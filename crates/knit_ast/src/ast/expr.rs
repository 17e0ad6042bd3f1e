use crate::{Atom, ImportRecordIdx, ScopeId, Span};

use super::{Class, Function, Ident, IdentName, Lit, MethodKind, Pat, PrivateName, PropKey, Stmt};

#[derive(Debug, Clone, PartialEq)]
pub enum Expr {
  Ident(Ident),
  Lit(Lit),
  This(Span),
  /// `import.meta`
  ImportMeta(Span),
  Super(Span),
  Array(ArrayExpr),
  Object(ObjectExpr),
  Fn(FnExpr),
  Arrow(ArrowExpr),
  Class(ClassExpr),
  Unary(UnaryExpr),
  Update(UpdateExpr),
  Binary(BinaryExpr),
  Assign(AssignExpr),
  Cond(CondExpr),
  Call(CallExpr),
  New(CallExpr),
  Member(MemberExpr),
  Seq(SeqExpr),
  Spread(Box<Expr>),
  Await(Box<Expr>, Span),
  Yield(YieldExpr),
  /// `require("literal")`, resolved by the parser to an import record
  Require(RequireExpr),
  /// `import(...)`
  Import(ImportExpr),
}

#[derive(Debug, Clone, PartialEq)]
pub struct ArrayExpr {
  pub elems: Vec<Option<Expr>>,
  pub span: Span,
}

#[derive(Debug, Clone, PartialEq)]
pub struct ObjectExpr {
  pub props: Vec<Prop>,
  pub span: Span,
}

#[derive(Debug, Clone, PartialEq)]
pub enum Prop {
  KeyValue(KeyValueProp),
  Method(MethodProp),
  Spread(Expr),
}

#[derive(Debug, Clone, PartialEq)]
pub struct KeyValueProp {
  pub key: PropKey,
  pub value: Expr,
}

#[derive(Debug, Clone, PartialEq)]
pub struct MethodProp {
  pub key: PropKey,
  pub kind: MethodKind,
  pub function: Function,
}

#[derive(Debug, Clone, PartialEq)]
pub struct FnExpr {
  pub ident: Option<Ident>,
  pub function: Function,
}

#[derive(Debug, Clone, PartialEq)]
pub struct ClassExpr {
  pub ident: Option<Ident>,
  pub class: Class,
}

#[derive(Debug, Clone, PartialEq)]
pub enum ArrowBody {
  Block(Vec<Stmt>),
  Expr(Box<Expr>),
}

#[derive(Debug, Clone, PartialEq)]
pub struct ArrowExpr {
  pub params: Vec<Pat>,
  pub body: ArrowBody,
  pub is_async: bool,
  pub no_side_effects: bool,
  pub scope: ScopeId,
  pub span: Span,
}

#[derive(Debug, Clone, Copy, PartialEq, Eq)]
pub enum UnaryOp {
  Minus,
  Plus,
  Not,
  Tilde,
  TypeOf,
  Void,
  Delete,
}

impl UnaryOp {
  pub fn as_str(self) -> &'static str {
    match self {
      UnaryOp::Minus => "-",
      UnaryOp::Plus => "+",
      UnaryOp::Not => "!",
      UnaryOp::Tilde => "~",
      UnaryOp::TypeOf => "typeof",
      UnaryOp::Void => "void",
      UnaryOp::Delete => "delete",
    }
  }

  pub fn is_keyword(self) -> bool {
    matches!(self, UnaryOp::TypeOf | UnaryOp::Void | UnaryOp::Delete)
  }
}

#[derive(Debug, Clone, PartialEq)]
pub struct UnaryExpr {
  pub op: UnaryOp,
  pub arg: Box<Expr>,
  pub span: Span,
}

#[derive(Debug, Clone, Copy, PartialEq, Eq)]
pub enum UpdateOp {
  Increment,
  Decrement,
}

#[derive(Debug, Clone, PartialEq)]
pub struct UpdateExpr {
  pub op: UpdateOp,
  pub prefix: bool,
  pub arg: Box<Expr>,
  pub span: Span,
}

#[derive(Debug, Clone, Copy, PartialEq, Eq)]
pub enum BinaryOp {
  EqEq,
  NotEq,
  EqEqEq,
  NotEqEq,
  Lt,
  LtEq,
  Gt,
  GtEq,
  LShift,
  RShift,
  ZeroFillRShift,
  Add,
  Sub,
  Mul,
  Div,
  Mod,
  Exp,
  BitOr,
  BitXor,
  BitAnd,
  In,
  InstanceOf,
  LogicalOr,
  LogicalAnd,
  NullishCoalescing,
}

impl BinaryOp {
  pub fn as_str(self) -> &'static str {
    match self {
      BinaryOp::EqEq => "==",
      BinaryOp::NotEq => "!=",
      BinaryOp::EqEqEq => "===",
      BinaryOp::NotEqEq => "!==",
      BinaryOp::Lt => "<",
      BinaryOp::LtEq => "<=",
      BinaryOp::Gt => ">",
      BinaryOp::GtEq => ">=",
      BinaryOp::LShift => "<<",
      BinaryOp::RShift => ">>",
      BinaryOp::ZeroFillRShift => ">>>",
      BinaryOp::Add => "+",
      BinaryOp::Sub => "-",
      BinaryOp::Mul => "*",
      BinaryOp::Div => "/",
      BinaryOp::Mod => "%",
      BinaryOp::Exp => "**",
      BinaryOp::BitOr => "|",
      BinaryOp::BitXor => "^",
      BinaryOp::BitAnd => "&",
      BinaryOp::In => "in",
      BinaryOp::InstanceOf => "instanceof",
      BinaryOp::LogicalOr => "||",
      BinaryOp::LogicalAnd => "&&",
      BinaryOp::NullishCoalescing => "??",
    }
  }

  pub fn precedence(self) -> u8 {
    match self {
      BinaryOp::NullishCoalescing => 4,
      BinaryOp::LogicalOr => 4,
      BinaryOp::LogicalAnd => 5,
      BinaryOp::BitOr => 6,
      BinaryOp::BitXor => 7,
      BinaryOp::BitAnd => 8,
      BinaryOp::EqEq | BinaryOp::NotEq | BinaryOp::EqEqEq | BinaryOp::NotEqEq => 9,
      BinaryOp::Lt
      | BinaryOp::LtEq
      | BinaryOp::Gt
      | BinaryOp::GtEq
      | BinaryOp::In
      | BinaryOp::InstanceOf => 10,
      BinaryOp::LShift | BinaryOp::RShift | BinaryOp::ZeroFillRShift => 11,
      BinaryOp::Add | BinaryOp::Sub => 12,
      BinaryOp::Mul | BinaryOp::Div | BinaryOp::Mod => 13,
      BinaryOp::Exp => 14,
    }
  }

  pub fn is_equality(self) -> bool {
    matches!(
      self,
      BinaryOp::EqEq | BinaryOp::NotEq | BinaryOp::EqEqEq | BinaryOp::NotEqEq
    )
  }

  pub fn is_comparison(self) -> bool {
    self.is_equality()
      || matches!(
        self,
        BinaryOp::Lt | BinaryOp::LtEq | BinaryOp::Gt | BinaryOp::GtEq
      )
  }

  pub fn is_logical(self) -> bool {
    matches!(
      self,
      BinaryOp::LogicalOr | BinaryOp::LogicalAnd | BinaryOp::NullishCoalescing
    )
  }
}

#[derive(Debug, Clone, PartialEq)]
pub struct BinaryExpr {
  pub op: BinaryOp,
  pub left: Box<Expr>,
  pub right: Box<Expr>,
  pub span: Span,
}

#[derive(Debug, Clone, Copy, PartialEq, Eq)]
pub enum AssignOp {
  Assign,
  AddAssign,
  SubAssign,
  MulAssign,
  DivAssign,
  ModAssign,
  ExpAssign,
  LShiftAssign,
  RShiftAssign,
  ZeroFillRShiftAssign,
  BitOrAssign,
  BitXorAssign,
  BitAndAssign,
  OrAssign,
  AndAssign,
  NullishAssign,
}

impl AssignOp {
  pub fn as_str(self) -> &'static str {
    match self {
      AssignOp::Assign => "=",
      AssignOp::AddAssign => "+=",
      AssignOp::SubAssign => "-=",
      AssignOp::MulAssign => "*=",
      AssignOp::DivAssign => "/=",
      AssignOp::ModAssign => "%=",
      AssignOp::ExpAssign => "**=",
      AssignOp::LShiftAssign => "<<=",
      AssignOp::RShiftAssign => ">>=",
      AssignOp::ZeroFillRShiftAssign => ">>>=",
      AssignOp::BitOrAssign => "|=",
      AssignOp::BitXorAssign => "^=",
      AssignOp::BitAndAssign => "&=",
      AssignOp::OrAssign => "||=",
      AssignOp::AndAssign => "&&=",
      AssignOp::NullishAssign => "??=",
    }
  }
}

#[derive(Debug, Clone, PartialEq)]
pub enum AssignTarget {
  Ident(Ident),
  Member(MemberExpr),
  /// Destructuring assignment
  Pat(Pat),
}

#[derive(Debug, Clone, PartialEq)]
pub struct AssignExpr {
  pub op: AssignOp,
  pub target: AssignTarget,
  pub value: Box<Expr>,
  pub span: Span,
}

#[derive(Debug, Clone, PartialEq)]
pub struct CondExpr {
  pub test: Box<Expr>,
  pub cons: Box<Expr>,
  pub alt: Box<Expr>,
  pub span: Span,
}

#[derive(Debug, Clone, PartialEq)]
pub struct CallExpr {
  pub callee: Box<Expr>,
  pub args: Vec<Expr>,
  /// Annotated with `/* @__PURE__ */`
  pub is_pure: bool,
  pub span: Span,
}

#[derive(Debug, Clone, PartialEq)]
pub enum MemberProp {
  Ident(IdentName),
  Computed(Box<Expr>),
  Private(PrivateName),
}

#[derive(Debug, Clone, PartialEq)]
pub struct MemberExpr {
  pub object: Box<Expr>,
  pub prop: MemberProp,
  pub span: Span,
}

impl MemberExpr {
  /// `a.b` and `a["b"]` both name the property `b`.
  pub fn static_prop(&self) -> Option<&Atom> {
    match &self.prop {
      MemberProp::Ident(name) => Some(&name.name),
      MemberProp::Computed(expr) => match &**expr {
        Expr::Lit(Lit {
          value: super::LitValue::Str(s),
          ..
        }) => Some(s),
        _ => None,
      },
      MemberProp::Private(_) => None,
    }
  }
}

#[derive(Debug, Clone, PartialEq)]
pub struct SeqExpr {
  pub exprs: Vec<Expr>,
  pub span: Span,
}

#[derive(Debug, Clone, PartialEq)]
pub struct YieldExpr {
  pub arg: Option<Box<Expr>>,
  pub delegate: bool,
  pub span: Span,
}

#[derive(Debug, Clone, PartialEq)]
pub struct RequireExpr {
  pub record: ImportRecordIdx,
  pub specifier: Atom,
  pub span: Span,
}

#[derive(Debug, Clone, PartialEq)]
pub struct ImportExpr {
  pub arg: Box<Expr>,
  /// Set when the argument is a string literal the parser recorded.
  pub record: Option<ImportRecordIdx>,
  pub span: Span,
}

impl Expr {
  pub fn ident(ident: Ident) -> Self {
    Expr::Ident(ident)
  }

  pub fn str(value: impl Into<Atom>) -> Self {
    Expr::Lit(Lit::str(value))
  }

  pub fn void_0() -> Self {
    Expr::Unary(UnaryExpr {
      op: UnaryOp::Void,
      arg: Box::new(Expr::Lit(Lit::num(0.0))),
      span: Span::DUMMY,
    })
  }

  pub fn member(object: Expr, prop: impl Into<Atom>) -> Self {
    Expr::Member(MemberExpr {
      object: Box::new(object),
      prop: MemberProp::Ident(IdentName::new(prop)),
      span: Span::DUMMY,
    })
  }

  pub fn call(callee: Expr, args: Vec<Expr>) -> Self {
    Expr::Call(CallExpr {
      callee: Box::new(callee),
      args,
      is_pure: false,
      span: Span::DUMMY,
    })
  }

  pub fn seq(exprs: Vec<Expr>) -> Self {
    Expr::Seq(SeqExpr {
      exprs,
      span: Span::DUMMY,
    })
  }

  /// `() => expr`
  pub fn arrow_returning(expr: Expr, scope: ScopeId) -> Self {
    Expr::Arrow(ArrowExpr {
      params: vec![],
      body: ArrowBody::Expr(Box::new(expr)),
      is_async: false,
      no_side_effects: false,
      scope,
      span: Span::DUMMY,
    })
  }

  pub fn span(&self) -> Span {
    match self {
      Expr::Ident(e) => e.span,
      Expr::Lit(e) => e.span,
      Expr::This(span) | Expr::ImportMeta(span) | Expr::Super(span) | Expr::Await(_, span) => *span,
      Expr::Array(e) => e.span,
      Expr::Object(e) => e.span,
      Expr::Fn(e) => e.function.span,
      Expr::Arrow(e) => e.span,
      Expr::Class(e) => e.class.span,
      Expr::Unary(e) => e.span,
      Expr::Update(e) => e.span,
      Expr::Binary(e) => e.span,
      Expr::Assign(e) => e.span,
      Expr::Cond(e) => e.span,
      Expr::Call(e) | Expr::New(e) => e.span,
      Expr::Member(e) => e.span,
      Expr::Seq(e) => e.span,
      Expr::Spread(e) => e.span(),
      Expr::Yield(e) => e.span,
      Expr::Require(e) => e.span,
      Expr::Import(e) => e.span,
    }
  }

  pub fn as_ident(&self) -> Option<&Ident> {
    match self {
      Expr::Ident(ident) => Some(ident),
      _ => None,
    }
  }

  /// The static truthiness of the expression, when it has no side effects and is known.
  pub fn known_truthiness(&self) -> Option<bool> {
    match self {
      Expr::Lit(lit) => Some(lit.truthiness()),
      Expr::Unary(UnaryExpr {
        op: UnaryOp::Not,
        arg,
        ..
      }) => arg.known_truthiness().map(|b| !b),
      Expr::Unary(UnaryExpr {
        op: UnaryOp::Void,
        arg,
        ..
      }) if matches!(&**arg, Expr::Lit(_)) => Some(false),
      Expr::Fn(_) | Expr::Arrow(_) => Some(true),
      _ => None,
    }
  }
}
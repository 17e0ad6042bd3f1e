use hashlink::LinkedHashMap;
use knit_ast::Atom;
use knit_common::{ModuleIdx, SymbolRef};

use crate::{classifier::ExportsKind, normal_module::ResolvedExport, Graph};

struct StarFrame {
  module: ModuleIdx,
  next_star: usize,
}

impl Graph {
  /// Fills `resolved_exports` of every module: the local exports first, then whatever `export *`
  /// brings in.
  #[tracing::instrument(skip_all)]
  pub(super) fn resolve_exports(&mut self) {
    let resolved = self
      .sorted_modules
      .iter()
      .filter_map(|idx| self.normal(*idx))
      .map(|module| (module.idx, self.resolve_exports_of(module.idx)))
      .collect::<Vec<_>>();
    for (idx, exports) in resolved {
      if let Some(module) = self.modules[idx].as_norm_mut() {
        module.resolved_exports = exports;
      }
    }
  }

  fn resolve_exports_of(&self, idx: ModuleIdx) -> LinkedHashMap<Atom, ResolvedExport> {
    let Some(module) = self.normal(idx) else {
      return LinkedHashMap::default();
    };
    let mut resolved = module
      .local_exports
      .iter()
      .map(|(name, export)| {
        (
          name.clone(),
          ResolvedExport {
            symbol: module.symbol_ref(export.symbol),
            potentially_ambiguous: vec![],
          },
        )
      })
      .collect::<LinkedHashMap<_, _>>();

    // The stack holds the path of `export *` hops from `idx` to the module being walked.
    let mut stack = vec![StarFrame {
      module: idx,
      next_star: 0,
    }];
    while let Some(frame) = stack.last_mut() {
      let Some(source) = self.normal(frame.module) else {
        stack.pop();
        continue;
      };
      let Some(record) = source.star_export_records.get(frame.next_star) else {
        stack.pop();
        continue;
      };
      frame.next_star += 1;

      let Some(target) = source.importee_of(*record).and_then(|t| self.normal(t)) else {
        // External targets are read at run-time through the namespace object.
        continue;
      };
      if target.exports_kind == ExportsKind::Cjs
        || stack.iter().any(|frame| frame.module == target.idx)
      {
        continue;
      }

      for (name, export) in &target.local_exports {
        if name == "default" {
          continue;
        }
        let shadowed = stack.iter().any(|frame| {
          self
            .normal(frame.module)
            .is_some_and(|m| m.local_exports.contains_key(name))
        });
        if shadowed {
          continue;
        }
        let symbol = SymbolRef::new(target.idx, export.symbol);
        match resolved.get_mut(name) {
          None => {
            resolved.insert(
              name.clone(),
              ResolvedExport {
                symbol,
                potentially_ambiguous: vec![],
              },
            );
          }
          Some(existing) => {
            if existing.symbol != symbol && !existing.potentially_ambiguous.contains(&symbol) {
              existing.potentially_ambiguous.push(symbol);
            }
          }
        }
      }

      stack.push(StarFrame {
        module: target.idx,
        next_star: 0,
      });
    }

    tracing::trace!(
      "resolved exports of {}: {:?}",
      module.id,
      resolved.keys().collect::<Vec<_>>()
    );
    resolved
  }

  /// A name reached through `export *` from several origins is only ambiguous when the origins
  /// are different bindings.
  #[tracing::instrument(skip_all)]
  pub(super) fn determine_ambiguous_exports(&mut self) {
    let mut settled = vec![];
    for idx in &self.sorted_modules {
      let Some(module) = self.normal(*idx) else {
        continue;
      };
      for (name, export) in &module.resolved_exports {
        if export.potentially_ambiguous.is_empty() {
          continue;
        }
        let main = self.final_symbol_of(export.symbol);
        let all_same = export
          .potentially_ambiguous
          .iter()
          .all(|origin| self.final_symbol_of(*origin) == main);
        if all_same {
          settled.push((*idx, name.clone()));
        }
      }
    }
    for (idx, name) in settled {
      if let Some(export) = self.modules[idx]
        .as_norm_mut()
        .and_then(|m| m.resolved_exports.get_mut(&name))
      {
        export.potentially_ambiguous.clear();
      }
    }
  }

  /// The names exported by `idx`, without the ambiguous ones.
  pub(crate) fn unambiguous_exports(
    &self,
    idx: ModuleIdx,
  ) -> impl Iterator<Item = (&Atom, &ResolvedExport)> {
    self
      .normal(idx)
      .into_iter()
      .flat_map(|module| module.resolved_exports.iter())
      .filter(|(_, export)| export.potentially_ambiguous.is_empty())
  }
}
use knit_core::BundleOutput;
use knit_test_utils::{TestConfig, TestProject};

pub fn config(json: &str) -> TestConfig {
  TestConfig::from_json(json).unwrap_or_else(|err| panic!("invalid test config {json}: {err}"))
}

/// Builds `project` and panics with the rendered errors if the build fails.
pub fn build(project: &TestProject, json: &str) -> BundleOutput {
  match project.build(&config(json)) {
    Ok(output) => output,
    Err(errors) => panic!(
      "expected the build to succeed:\n{}",
      project.render_errors(&errors)
    ),
  }
}

/// The errors of a failing build as `CODE: message` lines. Warnings reported with them are left
/// out.
pub fn build_errors(project: &TestProject, json: &str) -> Vec<String> {
  let errors = match project.build(&config(json)) {
    Ok(output) => panic!(
      "expected the build to fail:\n{}",
      project.render(&output)
    ),
    Err(errors) => errors,
  };
  errors
    .iter()
    .filter(|error| error.is_error())
    .map(|error| format!("{}: {}", error.code(), error.message(project.cwd())))
    .collect()
}

pub fn warning_codes(output: &BundleOutput) -> Vec<&'static str> {
  output.warnings.iter().map(|warning| warning.code()).collect()
}

/// Code of the chunk emitted for the `main` entry.
pub fn main_code(output: &BundleOutput) -> &str {
  &output
    .chunk("main.js")
    .unwrap_or_else(|| panic!("no main.js in {:?}", chunk_names(output)))
    .code
}

pub fn chunk_names(output: &BundleOutput) -> Vec<&str> {
  output.chunks.iter().map(|chunk| chunk.filename.as_str()).collect()
}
====
Directions: Look through the data above for the string "settled" and copy every line where it appears.

Reply to the exercise:
    let mut settled = vec![];
          settled.push((*idx, name.clone()));
    for (idx, name) in settled {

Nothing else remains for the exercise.